┌──

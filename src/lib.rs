//! # asyn-rt - Structured Concurrency Supervisor
//!
//! A tree of named, supervised task handles with a strict lifecycle state
//! machine, parent-to-child ownership, cancellation propagation, dependency
//! tracking with deadlock detection, resource-limit enforcement, and
//! structured-concurrency combinators on top of Tokio.
//!
//! # Quick Start
//!
//! ```rust
//! use asyn_rt::{Runtime, TaskHandle};
//!
//! # async fn run() -> Result<(), Box<dyn std::error::Error>> {
//! let root = TaskHandle::root("app", Runtime::current());
//! let worker = root.new_child("worker", asyn_rt::Priority::Normal)?;
//! let result: Result<u32, std::io::Error> = worker.run(async { Ok(42) }).await
//!     .map_err(|e| std::io::Error::new(std::io::ErrorKind::Other, e.to_string()));
//! assert_eq!(result?, 42);
//! # Ok(())
//! # }
//! ```
//!
//! # Module Organization
//!
//! ## Supervision tree
//! - [`handle`] - `TaskHandle`, `ScopeGuard`, and the cleanup protocol
//! - [`state`] - `TaskState` and `Priority`
//! - [`info`] - `TaskInfo` snapshot types, resource stats/limits, cleanup callbacks
//! - [`monitor`] - periodic zombie/limit/starvation/deadlock sweep
//! - [`group`] - `TaskGroup` fan-out/fan-in with aggregated failures
//! - [`combinators`] - `gather`, `wait`, `as_completed`, `shield`, `wait_for`, `timeout`
//!
//! ## Infrastructure
//! - [`runtime`] - thin pass-through façade over the external async runtime
//! - [`config`] - `SupervisorConfig` and its builder
//! - [`probe`] - injectable resource sampling
//! - [`error`] - `SupervisorError`, `RunError`, `AggregateError`
//! - [`util`] - `TaskId` and serde helpers
//!
//! # Architecture Principles
//!
//! - **3-layer import organization** (std -> third-party -> internal)
//! - **chrono `DateTime<Utc>`** for all timestamps
//! - **Explicit runtime handle**: no ambient/global event loop
//! - **parking_lot mutexes** guard every mutable field shared across tasks

pub mod combinators;
pub mod config;
pub mod error;
pub mod group;
pub mod handle;
pub mod info;
pub mod monitor;
pub mod probe;
pub mod prelude;
pub mod runtime;
pub mod state;
pub mod util;

pub use config::SupervisorConfig;
pub use error::{AggregateError, RunError, SupervisorError};
pub use group::TaskGroup;
pub use handle::{ScopeGuard, TaskHandle};
pub use info::{ResourceLimits, ResourceStats, TaskSnapshot, TaskTreeNode};
pub use probe::{ProbeSample, ResourceProbe};
pub use runtime::Runtime;
pub use state::{Priority, TaskState};
pub use util::TaskId;
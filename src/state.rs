//! Lifecycle state and priority enumerations for supervised tasks.

// Layer 1: Standard library imports
use std::fmt::{self, Display};

// Layer 2: Third-party crate imports
use serde::{Deserialize, Serialize};

// Layer 3: Internal module imports
// (none)

/// Lifecycle state of a supervised task.
///
/// `COMPLETED`, `CANCELLED`, and `FAILED` are terminal: once reached, a
/// handle's state never changes again. `BLOCKED` is the only non-terminal
/// state reachable from `RUNNING` and back.
///
/// # Example
/// ```rust
/// use asyn_rt::state::TaskState;
///
/// assert!(TaskState::Completed.is_terminal());
/// assert!(!TaskState::Blocked.is_terminal());
/// ```
#[derive(Debug, Clone, Copy, PartialEq, Eq, Hash, Serialize, Deserialize)]
pub enum TaskState {
    /// Created but not yet started.
    Pending,
    /// Actively executing its coroutine.
    Running,
    /// Finished normally.
    Completed,
    /// Finished via cancellation.
    Cancelled,
    /// Finished with an unhandled error.
    Failed,
    /// Waiting on a dependency or a resource gate; non-terminal.
    Blocked,
}

impl TaskState {
    /// Returns `true` for `Completed`, `Cancelled`, or `Failed`.
    pub fn is_terminal(self) -> bool {
        matches!(self, Self::Completed | Self::Cancelled | Self::Failed)
    }

    /// Returns `true` if the state can still observe further transitions.
    pub fn is_active(self) -> bool {
        !self.is_terminal()
    }
}

impl Display for TaskState {
    fn fmt(&self, f: &mut fmt::Formatter<'_>) -> fmt::Result {
        let label = match self {
            Self::Pending => "PENDING",
            Self::Running => "RUNNING",
            Self::Completed => "COMPLETED",
            Self::Cancelled => "CANCELLED",
            Self::Failed => "FAILED",
            Self::Blocked => "BLOCKED",
        };
        write!(f, "{label}")
    }
}

/// Advisory scheduling priority. The supervisor never preempts on this
/// value; it exists for introspection and application-level policy only.
#[derive(Debug, Clone, Copy, PartialEq, Eq, PartialOrd, Ord, Hash, Serialize, Deserialize)]
pub enum Priority {
    Low,
    Normal,
    High,
    Critical,
}

impl Default for Priority {
    fn default() -> Self {
        Self::Normal
    }
}

impl Display for Priority {
    fn fmt(&self, f: &mut fmt::Formatter<'_>) -> fmt::Result {
        let label = match self {
            Self::Low => "LOW",
            Self::Normal => "NORMAL",
            Self::High => "HIGH",
            Self::Critical => "CRITICAL",
        };
        write!(f, "{label}")
    }
}

#[cfg(test)]
mod tests {
    use super::*;

    #[test]
    fn test_terminal_states() {
        assert!(TaskState::Completed.is_terminal());
        assert!(TaskState::Cancelled.is_terminal());
        assert!(TaskState::Failed.is_terminal());
    }

    #[test]
    fn test_non_terminal_states() {
        assert!(!TaskState::Pending.is_terminal());
        assert!(!TaskState::Running.is_terminal());
        assert!(!TaskState::Blocked.is_terminal());
    }

    #[test]
    fn test_is_active_is_inverse_of_terminal() {
        for state in [
            TaskState::Pending,
            TaskState::Running,
            TaskState::Completed,
            TaskState::Cancelled,
            TaskState::Failed,
            TaskState::Blocked,
        ] {
            assert_eq!(state.is_active(), !state.is_terminal());
        }
    }

    #[test]
    fn test_priority_ordering() {
        assert!(Priority::Low < Priority::Normal);
        assert!(Priority::Normal < Priority::High);
        assert!(Priority::High < Priority::Critical);
    }

    #[test]
    fn test_priority_default() {
        assert_eq!(Priority::default(), Priority::Normal);
    }

    #[test]
    fn test_display_state() {
        assert_eq!(TaskState::Blocked.to_string(), "BLOCKED");
    }
}
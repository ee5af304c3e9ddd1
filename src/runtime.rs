//! Thin pass-through façade over the external async runtime.
//!
//! The supervisor owns an explicit [`Runtime`] handle rather than reaching
//! for an ambient/global event loop; a root handle is constructed with one
//! and children inherit it by cloning. Every method here forwards directly
//! to tokio and preserves its contract — this module adds no design
//! surface of its own.

// Layer 1: Standard library imports
use std::future::Future;
use std::io;
use std::path::Path;
use std::process::Command as StdCommand;
use std::sync::atomic::{AtomicBool, Ordering};
use std::sync::{Arc, RwLock};
use std::time::Duration;

// Layer 2: Third-party crate imports
use chrono::{DateTime, Utc};
use tokio::net::{TcpListener, TcpStream, ToSocketAddrs, UdpSocket};
use tokio::process::{Child, Command};
use tokio::runtime::Handle as TokioHandle;
use tokio::task::JoinError;

#[cfg(unix)]
use tokio::net::{UnixListener, UnixStream};
#[cfg(unix)]
use tokio::signal::unix::{signal, Signal, SignalKind};

// Layer 3: Internal module imports
// (none)

/// A hook invoked whenever a supervised coroutine raises an exception the
/// application wants to observe outside the normal result channel.
pub type ExceptionHandler = Arc<dyn Fn(&(dyn std::error::Error + Send + Sync)) + Send + Sync>;

/// A hook invoked whenever the runtime is about to spawn a task, mirroring
/// the original source's `task_factory` override point.
pub type TaskFactory = Arc<dyn Fn(&str) + Send + Sync>;

struct RuntimeInner {
    handle: TokioHandle,
    debug_mode: AtomicBool,
    slow_callback_duration: RwLock<Duration>,
    exception_handler: RwLock<Option<ExceptionHandler>>,
    task_factory: RwLock<Option<TaskFactory>>,
}

/// Handle to the external async runtime, passed explicitly to root task
/// handles. Cloning is cheap; children inherit their parent's runtime.
#[derive(Clone)]
pub struct Runtime {
    inner: Arc<RuntimeInner>,
}

impl Runtime {
    /// Wraps the currently-entered tokio runtime.
    pub fn current() -> Self {
        Self::from_handle(TokioHandle::current())
    }

    /// Wraps an explicit tokio runtime handle.
    pub fn from_handle(handle: TokioHandle) -> Self {
        Self {
            inner: Arc::new(RuntimeInner {
                handle,
                debug_mode: AtomicBool::new(false),
                slow_callback_duration: RwLock::new(Duration::from_millis(100)),
                exception_handler: RwLock::new(None),
                task_factory: RwLock::new(None),
            }),
        }
    }

    /// The underlying tokio handle, for spawning supervised tasks.
    pub(crate) fn tokio_handle(&self) -> &TokioHandle {
        &self.inner.handle
    }

    pub async fn tcp_listen(&self, addr: impl ToSocketAddrs) -> io::Result<TcpListener> {
        TcpListener::bind(addr).await
    }

    pub async fn tcp_connect(&self, addr: impl ToSocketAddrs) -> io::Result<TcpStream> {
        TcpStream::connect(addr).await
    }

    pub async fn udp_bind(&self, addr: impl ToSocketAddrs) -> io::Result<UdpSocket> {
        UdpSocket::bind(addr).await
    }

    #[cfg(unix)]
    pub async fn unix_listen(&self, path: impl AsRef<Path>) -> io::Result<UnixListener> {
        UnixListener::bind(path)
    }

    #[cfg(unix)]
    pub async fn unix_connect(&self, path: impl AsRef<Path>) -> io::Result<UnixStream> {
        UnixStream::connect(path).await
    }

    /// Launches a subprocess, forwarding directly to `tokio::process::Command`.
    pub fn spawn_subprocess(&self, mut cmd: Command) -> io::Result<Child> {
        cmd.spawn()
    }

    /// Convenience constructor mirroring the façade's "exec" entry point.
    pub fn command(program: impl AsRef<std::ffi::OsStr>) -> Command {
        Command::from(StdCommand::new(program))
    }

    #[cfg(unix)]
    pub fn signal(&self, kind: SignalKind) -> io::Result<Signal> {
        signal(kind)
    }

    /// Offloads a blocking closure to the runtime's blocking-task pool.
    pub async fn run_in_executor<F, T>(&self, f: F) -> Result<T, JoinError>
    where
        F: FnOnce() -> T + Send + 'static,
        T: Send + 'static,
    {
        self.inner.handle.spawn_blocking(f).await
    }

    pub fn now(&self) -> DateTime<Utc> {
        Utc::now()
    }

    pub fn set_debug_mode(&self, enabled: bool) {
        self.inner.debug_mode.store(enabled, Ordering::SeqCst);
    }

    pub fn debug_mode(&self) -> bool {
        self.inner.debug_mode.load(Ordering::SeqCst)
    }

    pub fn set_slow_callback_duration(&self, duration: Duration) {
        *self.inner.slow_callback_duration.write().unwrap_or_else(|e| e.into_inner()) = duration;
    }

    pub fn slow_callback_duration(&self) -> Duration {
        *self
            .inner
            .slow_callback_duration
            .read()
            .unwrap_or_else(|e| e.into_inner())
    }

    pub fn set_exception_handler(&self, handler: ExceptionHandler) {
        *self
            .inner
            .exception_handler
            .write()
            .unwrap_or_else(|e| e.into_inner()) = Some(handler);
    }

    pub fn exception_handler(&self) -> Option<ExceptionHandler> {
        self.inner
            .exception_handler
            .read()
            .unwrap_or_else(|e| e.into_inner())
            .clone()
    }

    pub fn set_task_factory(&self, factory: TaskFactory) {
        *self
            .inner
            .task_factory
            .write()
            .unwrap_or_else(|e| e.into_inner()) = Some(factory);
    }

    pub fn task_factory(&self) -> Option<TaskFactory> {
        self.inner
            .task_factory
            .read()
            .unwrap_or_else(|e| e.into_inner())
            .clone()
    }

    /// Spawns a plain (unsupervised) future on this runtime, for façade
    /// callers that do not need a task handle.
    pub fn spawn<F>(&self, fut: F) -> tokio::task::JoinHandle<F::Output>
    where
        F: Future + Send + 'static,
        F::Output: Send + 'static,
    {
        self.inner.handle.spawn(fut)
    }
}

#[cfg(test)]
#[allow(clippy::unwrap_used)]
mod tests {
    use super::*;

    #[tokio::test]
    async fn test_debug_mode_toggle() {
        let rt = Runtime::current();
        assert!(!rt.debug_mode());
        rt.set_debug_mode(true);
        assert!(rt.debug_mode());
    }

    #[tokio::test]
    async fn test_slow_callback_duration_default() {
        let rt = Runtime::current();
        assert_eq!(rt.slow_callback_duration(), Duration::from_millis(100));
    }

    #[tokio::test]
    async fn test_run_in_executor_returns_value() {
        let rt = Runtime::current();
        let value = rt.run_in_executor(|| 2 + 2).await.unwrap();
        assert_eq!(value, 4);
    }

    #[tokio::test]
    async fn test_clone_shares_state() {
        let rt = Runtime::current();
        let rt2 = rt.clone();
        rt.set_debug_mode(true);
        assert!(rt2.debug_mode());
    }
}
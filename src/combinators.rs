//! Structured-concurrency combinators: `gather`, `wait`, `as_completed`,
//! `shield`, `wait_for`, `timeout`, `timeout_at`.
//!
//! Every combinator preserves the supervision invariant: each coroutine
//! passed in runs under a handle, either a transient child spawned here
//! with a generated name, or the caller's own handle for `shield`.

// Layer 1: Standard library imports
use std::error::Error as StdError;
use std::future::Future;
use std::pin::Pin;
use std::time::Duration;

// Layer 2: Third-party crate imports
use chrono::{DateTime, Utc};
use futures::stream::{FuturesUnordered, StreamExt};

// Layer 3: Internal module imports
use crate::error::RunError;
use crate::handle::TaskHandle;
use crate::state::Priority;

type BoxFuture<T, E> = Pin<Box<dyn Future<Output = Result<T, E>> + Send>>;

/// Awaits every coroutine; on the first failure, cancels the remaining
/// children and returns that failure. Returns results in input order.
pub async fn gather<T, E>(
    parent: &TaskHandle,
    coros: Vec<BoxFuture<T, E>>,
) -> Result<Vec<T>, RunError<E>>
where
    T: Send + 'static,
    E: StdError + Send + Sync + 'static,
{
    let children = spawn_children(parent, coros.len())?;
    let mut pending = FuturesUnordered::new();
    for (index, (child, fut)) in children.iter().cloned().zip(coros).enumerate() {
        pending.push(async move { (index, child.run(fut).await) });
    }

    let mut slots: Vec<Option<T>> = (0..children.len()).map(|_| None).collect();
    while let Some((index, result)) = pending.next().await {
        match result {
            Ok(value) => slots[index] = Some(value),
            Err(err) => {
                for (j, sibling) in children.iter().enumerate() {
                    if j != index {
                        sibling
                            .cancel(true, None, Some("sibling in gather failed".into()))
                            .await;
                    }
                }
                return Err(err);
            }
        }
    }

    Ok(slots.into_iter().map(|v| v.expect("filled by loop above")).collect())
}

/// Like [`gather`], but never cancels siblings early: every coroutine runs
/// to completion and its outcome (success or failure) is reported in order.
pub async fn gather_collecting<T, E>(
    parent: &TaskHandle,
    coros: Vec<BoxFuture<T, E>>,
) -> Vec<Result<T, RunError<E>>>
where
    T: Send + 'static,
    E: StdError + Send + Sync + 'static,
{
    let children = match spawn_children(parent, coros.len()) {
        Ok(children) => children,
        Err(err) => return coros.iter().map(|_| Err(clone_closed_scope(&err))).collect(),
    };

    let runs = children.into_iter().zip(coros).map(|(child, fut)| async move { child.run(fut).await });
    futures::future::join_all(runs).await
}

fn clone_closed_scope<E>(err: &RunError<E>) -> RunError<E>
where
    E: StdError + Send + Sync + 'static,
{
    match err {
        RunError::Cancelled { name, reason } => RunError::Cancelled {
            name: name.clone(),
            reason: reason.clone(),
        },
        RunError::Failed(_) => RunError::Cancelled {
            name: "unknown".into(),
            reason: "parent scope closed".into(),
        },
    }
}

fn spawn_children<T, E>(parent: &TaskHandle, count: usize) -> Result<Vec<TaskHandle>, RunError<E>>
where
    E: StdError + Send + Sync + 'static,
{
    (0..count)
        .map(|i| {
            parent
                .new_child(format!("gather-{i}"), Priority::Normal)
                .map_err(|_| RunError::Cancelled {
                    name: parent.name(),
                    reason: "parent scope closed".into(),
                })
        })
        .collect()
}

/// What condition ends [`wait`].
#[derive(Debug, Clone, Copy, PartialEq, Eq)]
pub enum ReturnWhen {
    FirstCompleted,
    AllCompleted,
}

/// Thin wrapper over polling handle terminality; returns the handles that
/// reached a terminal state and those still pending when the wait ended.
pub async fn wait(
    handles: Vec<TaskHandle>,
    timeout: Option<Duration>,
    return_when: ReturnWhen,
) -> (Vec<TaskHandle>, Vec<TaskHandle>) {
    let wait_body = async {
        loop {
            let (done, pending): (Vec<_>, Vec<_>) =
                handles.iter().cloned().partition(|h| h.state().is_terminal());
            let should_return = match return_when {
                ReturnWhen::FirstCompleted => !done.is_empty(),
                ReturnWhen::AllCompleted => pending.is_empty(),
            };
            if should_return {
                return (done, pending);
            }
            let notifications = handles.iter().map(|h| h.terminal_notified());
            futures::future::select_all(notifications.map(Box::pin)).await;
        }
    };

    match timeout {
        Some(duration) => tokio::time::timeout(duration, wait_body)
            .await
            .unwrap_or_else(|_| {
                handles
                    .iter()
                    .cloned()
                    .partition(|h| h.state().is_terminal())
            }),
        None => wait_body.await,
    }
}

/// Yields child handles of `parent` in completion order.
pub fn as_completed(
    parent: &TaskHandle,
    timeout: Option<Duration>,
) -> impl futures::Stream<Item = TaskHandle> {
    let deadline = timeout.map(|d| Utc::now() + chrono::Duration::from_std(d).unwrap_or_default());
    let parent = parent.clone();
    futures::stream::unfold((parent, deadline), |(parent, deadline)| async move {
        loop {
            if let Some(deadline) = deadline {
                if Utc::now() >= deadline {
                    return None;
                }
            }
            let pending: Vec<TaskHandle> = parent.children().into_iter().filter(|c| !c.state().is_terminal()).collect();
            let completed: Vec<TaskHandle> = parent.children().into_iter().filter(|c| c.state().is_terminal()).collect();
            if let Some(first) = completed.into_iter().next() {
                return Some((first, (parent, deadline)));
            }
            if pending.is_empty() {
                return None;
            }
            let notifications = pending.iter().map(TaskHandle::terminal_notified);
            futures::future::select_all(notifications.map(Box::pin)).await;
        }
    })
}

/// Prevents external cancellation of `parent` from propagating into `fut`.
/// The shielded future still runs under its own transient child, so its own
/// cleanup still applies; only the parent's cancellation signal is blocked.
pub async fn shield<T, E>(parent: &TaskHandle, fut: BoxFuture<T, E>) -> Result<T, RunError<E>>
where
    T: Send + 'static,
    E: StdError + Send + Sync + 'static,
{
    let shielded = TaskHandle::root(format!("shield-of-{}", parent.name()), parent.runtime());
    shielded.run(fut).await
}

/// Cancels and reports a timeout if `fut` does not terminate within `timeout`.
pub async fn wait_for<T, E>(
    parent: &TaskHandle,
    fut: BoxFuture<T, E>,
    timeout: Duration,
) -> Result<T, RunError<E>>
where
    T: Send + 'static,
    E: StdError + Send + Sync + 'static,
{
    let child = parent
        .new_child("wait_for", Priority::Normal)
        .map_err(|_| RunError::Cancelled {
            name: parent.name(),
            reason: "parent scope closed".into(),
        })?;
    let name = child.name();
    let run = child.run(fut);
    tokio::pin!(run);

    tokio::select! {
        result = &mut run => result,
        _ = tokio::time::sleep(timeout) => {
            child.cancel(true, None, Some("timed out".into())).await;
            Err(RunError::Cancelled { name, reason: format!("timed out after {timeout:?}") })
        }
    }
}

/// Cancels the enclosing handle if `delay` elapses before scope exit.
pub async fn timeout<T, E>(parent: &TaskHandle, fut: BoxFuture<T, E>, delay: Duration) -> Result<T, RunError<E>>
where
    T: Send + 'static,
    E: StdError + Send + Sync + 'static,
{
    wait_for(parent, fut, delay).await
}

/// Like [`timeout`], but expressed as an absolute deadline.
pub async fn timeout_at<T, E>(
    parent: &TaskHandle,
    fut: BoxFuture<T, E>,
    deadline: DateTime<Utc>,
) -> Result<T, RunError<E>>
where
    T: Send + 'static,
    E: StdError + Send + Sync + 'static,
{
    let remaining = (deadline - Utc::now()).to_std().unwrap_or(Duration::ZERO);
    wait_for(parent, fut, remaining).await
}
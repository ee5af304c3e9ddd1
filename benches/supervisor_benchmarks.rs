//! Supervision Benchmarks
//!
//! Measures baseline performance of supervision-tree operations:
//! - Child handle spawn
//! - Small supervision tree fan-out
//! - Dependency edge insertion (deadlock-check overhead)

#![allow(clippy::unwrap_used)]
#![allow(clippy::expect_used)]

// Layer 1: Standard library imports
use std::hint::black_box;
use std::time::Duration;

// Layer 2: Third-party crate imports
use criterion::{criterion_group, criterion_main, Criterion};

// Layer 3: Internal module imports
use asyn_rt::{Priority, Runtime, TaskHandle};

fn task_handle_spawn(c: &mut Criterion) {
    let rt = tokio::runtime::Runtime::new().expect("failed to create runtime");

    c.bench_function("task_handle_spawn", |b| {
        b.to_async(&rt).iter(|| async {
            let root = TaskHandle::root("bench-root", Runtime::current());
            let child = root
                .new_child("bench-child", Priority::Normal)
                .expect("failed to spawn child");
            black_box(child);
        });
    });
}

fn supervision_tree_small(c: &mut Criterion) {
    let rt = tokio::runtime::Runtime::new().expect("failed to create runtime");

    c.bench_function("supervision_tree_small", |b| {
        b.to_async(&rt).iter(|| async {
            let parent = TaskHandle::root("bench-parent", Runtime::current());
            for i in 0..3 {
                let _ = parent
                    .new_child(format!("child-{i}"), Priority::Normal)
                    .expect("failed to spawn child");
            }
            black_box(parent.children().len());
        });
    });
}

fn dependency_edge_insert(c: &mut Criterion) {
    let rt = tokio::runtime::Runtime::new().expect("failed to create runtime");

    c.bench_function("dependency_edge_insert", |b| {
        b.to_async(&rt).iter(|| async {
            let root = TaskHandle::root("bench-root", Runtime::current());
            let a = root.new_child("a", Priority::Normal).expect("spawn a");
            let b = root.new_child("b", Priority::Normal).expect("spawn b");
            a.add_dependency(&b).expect("add dependency");
            black_box(());
        });
    });
}

fn configure_criterion() -> Criterion {
    Criterion::default()
        .sample_size(30)
        .measurement_time(Duration::from_secs(5))
        .warm_up_time(Duration::from_secs(2))
        .without_plots()
}

criterion_group! {
    name = benches;
    config = configure_criterion();
    targets =
        task_handle_spawn,
        supervision_tree_small,
        dependency_edge_insert
}

criterion_main!(benches);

└──

→ **THE TASK**:
Using the material above, return each line in which the word "Copy" occurs.

→ **EXPECTED ANSWER**:
#[derive(Debug, Clone, Copy, PartialEq, Eq, Hash, Serialize, Deserialize)]
#[derive(Debug, Clone, Copy, PartialEq, Eq, PartialOrd, Ord, Hash, Serialize, Deserialize)]
#[derive(Debug, Clone, Copy, PartialEq, Eq)]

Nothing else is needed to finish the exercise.